When the U.S. scored 26th in critical thinking in math, below the average for the developed world, acclaimed journalist Amanda Ripley wondered why some students learned more and others less than their global counterparts. The result is The Smartest Kids in the World: And How They Got That Way, in which the author follows three teens in different parts of the world through a year of high school.
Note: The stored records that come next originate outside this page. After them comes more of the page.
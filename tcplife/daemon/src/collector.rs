//! Connection record collection and aggregation
//!
//! Aggregates completion records from the kernel and keeps the most recent
//! ones for the final report.

use crate::types::*;
use std::collections::{BTreeMap, HashMap, VecDeque};

/// Default number of recent records kept for the report
pub const DEFAULT_KEEP: usize = 1000;

/// Collector for aggregating connection records
pub struct LifeCollector {
    /// Most recent records, bounded by `keep`
    recent: VecDeque<ConnectionRecord>,
    keep: usize,
    total: u64,
    ipv4: u64,
    ipv6: u64,
    lost: u64,
    bytes: ByteTotals,
    lifespan_min_us: u64,
    lifespan_max_us: u64,
    lifespan_sum_us: u128,
    histogram: LifespanHistogram,
    commands: HashMap<String, CommandTotals>,
}

impl Default for LifeCollector {
    fn default() -> Self {
        Self::new(DEFAULT_KEEP)
    }
}

impl LifeCollector {
    /// Create a new collector keeping at most `keep` recent records
    pub fn new(keep: usize) -> Self {
        Self {
            recent: VecDeque::with_capacity(keep.min(DEFAULT_KEEP)),
            keep,
            total: 0,
            ipv4: 0,
            ipv6: 0,
            lost: 0,
            bytes: ByteTotals::default(),
            lifespan_min_us: u64::MAX,
            lifespan_max_us: 0,
            lifespan_sum_us: 0,
            histogram: LifespanHistogram::default(),
            commands: HashMap::new(),
        }
    }

    /// Add a decoded record to the collector
    pub fn add_record(&mut self, record: ConnectionRecord) {
        self.total += 1;
        match record.family {
            Family::Ipv4 => self.ipv4 += 1,
            Family::Ipv6 => self.ipv6 += 1,
        }

        self.bytes.rx = self.bytes.rx.saturating_add(record.rx_bytes);
        self.bytes.tx = self.bytes.tx.saturating_add(record.tx_bytes);

        self.lifespan_min_us = self.lifespan_min_us.min(record.lifespan_us);
        self.lifespan_max_us = self.lifespan_max_us.max(record.lifespan_us);
        self.lifespan_sum_us += record.lifespan_us as u128;
        self.histogram.add_sample(record.lifespan_us);

        let totals = self.commands.entry(record.comm.clone()).or_default();
        totals.connections += 1;
        totals.rx_bytes = totals.rx_bytes.saturating_add(record.rx_bytes);
        totals.tx_bytes = totals.tx_bytes.saturating_add(record.tx_bytes);

        if self.keep == 0 {
            return;
        }
        if self.recent.len() == self.keep {
            self.recent.pop_front();
        }
        self.recent.push_back(record);
    }

    /// Account for records the perf buffer had to drop
    pub fn record_lost(&mut self, count: usize) {
        self.lost += count as u64;
    }

    /// Generate the aggregated report
    ///
    /// # Arguments
    ///
    /// * `elapsed_secs` - Duration of collection period in seconds
    /// * `probe_stats` - Kernel-side counters, keyed by name
    pub fn generate_report(&self, elapsed_secs: u64, probe_stats: BTreeMap<String, u64>) -> LifeReport {
        let lifespan = if self.total == 0 {
            LifespanSummary::default()
        } else {
            LifespanSummary {
                min_us: self.lifespan_min_us,
                max_us: self.lifespan_max_us,
                avg_us: self.lifespan_sum_us as f64 / self.total as f64,
            }
        };

        LifeReport {
            timestamp: chrono::Utc::now().to_rfc3339(),
            duration_seconds: elapsed_secs,
            total_connections: self.total,
            ipv4_connections: self.ipv4,
            ipv6_connections: self.ipv6,
            lost_records: self.lost,
            bytes: self.bytes.clone(),
            lifespan,
            histogram: self.histogram.clone(),
            commands: self.commands.clone(),
            probe_stats,
            recent: self.recent.iter().cloned().collect(),
        }
    }

    /// Get number of records collected
    pub fn record_count(&self) -> u64 {
        self.total
    }

    /// Get number of records lost in the perf buffers
    pub fn lost_count(&self) -> u64 {
        self.lost
    }

    /// Get histogram reference
    pub fn histogram(&self) -> &LifespanHistogram {
        &self.histogram
    }
}

#[cfg(test)]
mod tests {
    use super::*;
    use std::net::{IpAddr, Ipv4Addr};

    fn record(comm: &str, lifespan_us: u64, rx: u64, tx: u64) -> ConnectionRecord {
        ConnectionRecord {
            pid: 100,
            uid: 1000,
            comm: comm.to_string(),
            family: Family::Ipv4,
            local_addr: IpAddr::V4(Ipv4Addr::LOCALHOST),
            local_port: 40000,
            remote_addr: IpAddr::V4(Ipv4Addr::LOCALHOST),
            remote_port: 80,
            rx_bytes: rx,
            tx_bytes: tx,
            lifespan_us,
        }
    }

    #[test]
    fn test_collector_basic() {
        let mut collector = LifeCollector::new(10);
        collector.add_record(record("curl", 2_000, 100, 10));
        collector.add_record(record("curl", 4_000, 300, 30));
        collector.add_record(record("wget", 9_000, 0, 0));

        let report = collector.generate_report(5, BTreeMap::new());
        assert_eq!(report.total_connections, 3);
        assert_eq!(report.ipv4_connections, 3);
        assert_eq!(report.bytes, ByteTotals { rx: 400, tx: 40 });
        assert_eq!(report.lifespan.min_us, 2_000);
        assert_eq!(report.lifespan.max_us, 9_000);
        assert_eq!(report.lifespan.avg_us, 5_000.0);
        assert_eq!(report.commands["curl"].connections, 2);
        assert_eq!(report.commands["curl"].rx_bytes, 400);
        assert_eq!(report.commands["wget"].connections, 1);
        assert_eq!(report.histogram.bucket_1_10ms, 3);
    }

    #[test]
    fn test_recent_records_are_bounded() {
        let mut collector = LifeCollector::new(2);
        for span in [1, 2, 3] {
            collector.add_record(record("nc", span, 0, 0));
        }

        let report = collector.generate_report(1, BTreeMap::new());
        let spans: Vec<u64> = report.recent.iter().map(|r| r.lifespan_us).collect();
        assert_eq!(spans, vec![2, 3]);
        assert_eq!(report.total_connections, 3);
    }

    #[test]
    fn test_keep_zero_only_aggregates() {
        let mut collector = LifeCollector::new(0);
        collector.add_record(record("nc", 1, 0, 0));
        let report = collector.generate_report(1, BTreeMap::new());
        assert!(report.recent.is_empty());
        assert_eq!(report.total_connections, 1);
    }

    #[test]
    fn test_empty_report() {
        let collector = LifeCollector::default();
        let report = collector.generate_report(0, BTreeMap::new());
        assert_eq!(report.total_connections, 0);
        assert_eq!(report.lifespan, LifespanSummary::default());
    }

    #[test]
    fn test_lost_records() {
        let mut collector = LifeCollector::default();
        collector.record_lost(3);
        collector.record_lost(2);
        assert_eq!(collector.lost_count(), 5);
        assert_eq!(collector.generate_report(1, BTreeMap::new()).lost_records, 5);
    }
}
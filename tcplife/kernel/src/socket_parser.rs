//! Socket structure access
//!
//! Reads the addressing fields of `struct sock_common` and the byte
//! counters of `struct tcp_sock`. Field offsets come from the
//! `SOCK_OFFSETS` global, which the loader patches for the running kernel.

use aya_ebpf::{
    cty::c_void,
    helpers::bpf_probe_read_kernel,
    programs::ProbeContext,
};
use tcplife_common::{ByteCounters, Ipv4Endpoints, Ipv6Endpoints, SockHandle, SockOffsets};

/// Offsets of the socket fields we read
///
/// Overwritten at load time through `BpfLoader::set_global`.
#[no_mangle]
static SOCK_OFFSETS: SockOffsets = SockOffsets::DEFAULT;

#[inline(always)]
fn offsets() -> SockOffsets {
    // Volatile so the compiler keeps the load instead of folding the default
    unsafe { core::ptr::read_volatile(&SOCK_OFFSETS) }
}

/// Extract socket pointer from kprobe context
///
/// The first argument to tcp_set_state is a pointer to struct sock.
#[inline(always)]
pub fn get_sock_from_context(ctx: &ProbeContext) -> Result<*const c_void, i64> {
    let sk: *const c_void = ctx.arg(0).ok_or(-1i64)?;
    if sk.is_null() {
        return Err(-1);
    }
    Ok(sk)
}

/// Extract the new state from kprobe context
#[inline(always)]
pub fn get_state_from_context(ctx: &ProbeContext) -> Result<u32, i64> {
    ctx.arg::<u32>(1).ok_or(-1)
}

/// Read a field at `offset` bytes into the socket
///
/// A failed read yields the default value; the record is best-effort.
#[inline(always)]
fn read_field<T: Copy + Default>(handle: SockHandle, offset: u32) -> T {
    let ptr = (handle.0 as usize + offset as usize) as *const T;
    unsafe { bpf_probe_read_kernel(ptr).unwrap_or_default() }
}

/// Address family (AF_INET, AF_INET6, ...)
#[inline(always)]
pub fn read_family(handle: SockHandle) -> u16 {
    read_field::<u16>(handle, offsets().skc_family)
}

/// Bytes received and bytes acknowledged by the peer, as in tcp_get_info()
#[inline(always)]
pub fn read_byte_counters(handle: SockHandle) -> ByteCounters {
    let off = offsets();
    ByteCounters {
        rx: read_field::<u64>(handle, off.bytes_received),
        tx: read_field::<u64>(handle, off.bytes_acked),
    }
}

/// IPv4 addresses (network byte order) and ports (host byte order)
#[inline(always)]
pub fn read_ipv4_endpoints(handle: SockHandle) -> Ipv4Endpoints {
    let off = offsets();
    Ipv4Endpoints {
        saddr: read_field::<u32>(handle, off.skc_rcv_saddr),
        daddr: read_field::<u32>(handle, off.skc_daddr),
        lport: read_field::<u16>(handle, off.skc_num),
        // skc_dport is stored in network byte order
        rport: u16::from_be(read_field::<u16>(handle, off.skc_dport)),
    }
}

/// IPv6 addresses (raw in6_addr bytes) and ports (host byte order)
#[inline(always)]
pub fn read_ipv6_endpoints(handle: SockHandle) -> Ipv6Endpoints {
    let off = offsets();
    Ipv6Endpoints {
        saddr: read_field::<[u8; 16]>(handle, off.skc_v6_rcv_saddr),
        daddr: read_field::<[u8; 16]>(handle, off.skc_v6_daddr),
        lport: read_field::<u16>(handle, off.skc_num),
        rport: u16::from_be(read_field::<u16>(handle, off.skc_dport)),
    }
}
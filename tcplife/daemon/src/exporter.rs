//! Report exporters

use crate::types::LifeReport;
use anyhow::{Context, Result};
use std::{fs::File, io::Write, path::PathBuf};

/// Trait for report exporters
pub trait ReportExporter {
    /// Export the report
    ///
    /// # Arguments
    ///
    /// * `report` - Aggregated report to export
    fn export(&self, report: &LifeReport) -> Result<()>;
}

/// JSON exporter
pub struct JsonExporter {
    output_path: PathBuf,
    pretty: bool,
}

impl JsonExporter {
    /// Create a new JSON exporter
    ///
    /// # Arguments
    ///
    /// * `output_path` - Path to output file
    /// * `pretty` - Enable pretty-printing
    pub fn new(output_path: PathBuf, pretty: bool) -> Self {
        Self {
            output_path,
            pretty,
        }
    }
}

impl ReportExporter for JsonExporter {
    fn export(&self, report: &LifeReport) -> Result<()> {
        let json = if self.pretty {
            serde_json::to_string_pretty(report)?
        } else {
            serde_json::to_string(report)?
        };

        let mut file = File::create(&self.output_path)
            .with_context(|| format!("Failed to create output file: {:?}", self.output_path))?;

        file.write_all(json.as_bytes())
            .with_context(|| format!("Failed to write to output file: {:?}", self.output_path))?;

        Ok(())
    }
}

#[cfg(test)]
mod tests {
    use super::*;
    use crate::collector::LifeCollector;
    use crate::types::{ConnectionRecord, Family};
    use std::collections::BTreeMap;
    use std::net::{IpAddr, Ipv4Addr};

    fn create_test_report() -> LifeReport {
        let mut collector = LifeCollector::new(5);
        collector.add_record(ConnectionRecord {
            pid: 42,
            uid: 1000,
            comm: "curl".to_string(),
            family: Family::Ipv4,
            local_addr: IpAddr::V4(Ipv4Addr::new(10, 0, 0, 1)),
            local_port: 51000,
            remote_addr: IpAddr::V4(Ipv4Addr::new(10, 0, 0, 2)),
            remote_port: 443,
            rx_bytes: 2048,
            tx_bytes: 128,
            lifespan_us: 12_500,
        });

        let mut stats = BTreeMap::new();
        stats.insert("missed_creation".to_string(), 3);
        collector.generate_report(60, stats)
    }

    #[test]
    fn test_json_export_round_trip() {
        let dir = tempfile::tempdir().unwrap();
        let path = dir.path().join("report.json");

        JsonExporter::new(path.clone(), true)
            .export(&create_test_report())
            .unwrap();

        let written: LifeReport =
            serde_json::from_str(&std::fs::read_to_string(&path).unwrap()).unwrap();
        assert_eq!(written.duration_seconds, 60);
        assert_eq!(written.total_connections, 1);
        assert_eq!(written.recent[0].comm, "curl");
        assert_eq!(written.probe_stats["missed_creation"], 3);
    }

    #[test]
    fn test_compact_export_is_single_line() {
        let dir = tempfile::tempdir().unwrap();
        let path = dir.path().join("report.json");

        JsonExporter::new(path.clone(), false)
            .export(&create_test_report())
            .unwrap();

        let text = std::fs::read_to_string(&path).unwrap();
        assert!(!text.contains('\n'));
        assert!(text.contains("\"10-100ms\":1"));
    }

    #[test]
    fn test_export_to_missing_directory_fails() {
        let dir = tempfile::tempdir().unwrap();
        let path = dir.path().join("missing").join("report.json");

        let err = JsonExporter::new(path, false)
            .export(&create_test_report())
            .unwrap_err();
        assert!(err.to_string().contains("Failed to create output file"));
    }
}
She purposely selected Finland, South Korea and Poland, nations that recently ranked much lower among their developed peers but now rank well above the U.S. In Finland, Ripley found teacher preparation programs as selective as those for U.S. medical schools. In Korea, parents acted as coaches to their children, compared to American parents who act more like cheerleaders. While poverty has been cited as a factor in America’s failing schools, Poland, with an even higher poverty rate than the U.S., delayed tracking students until the end of their school careers. Although Ripley observed three different approaches, she also observed commonality and perhaps the key to success: respect for teachers and higher expectations for students.

Ripley’s stirring investigation debunks many tenets of current education reform—but are U.S. leaders listening?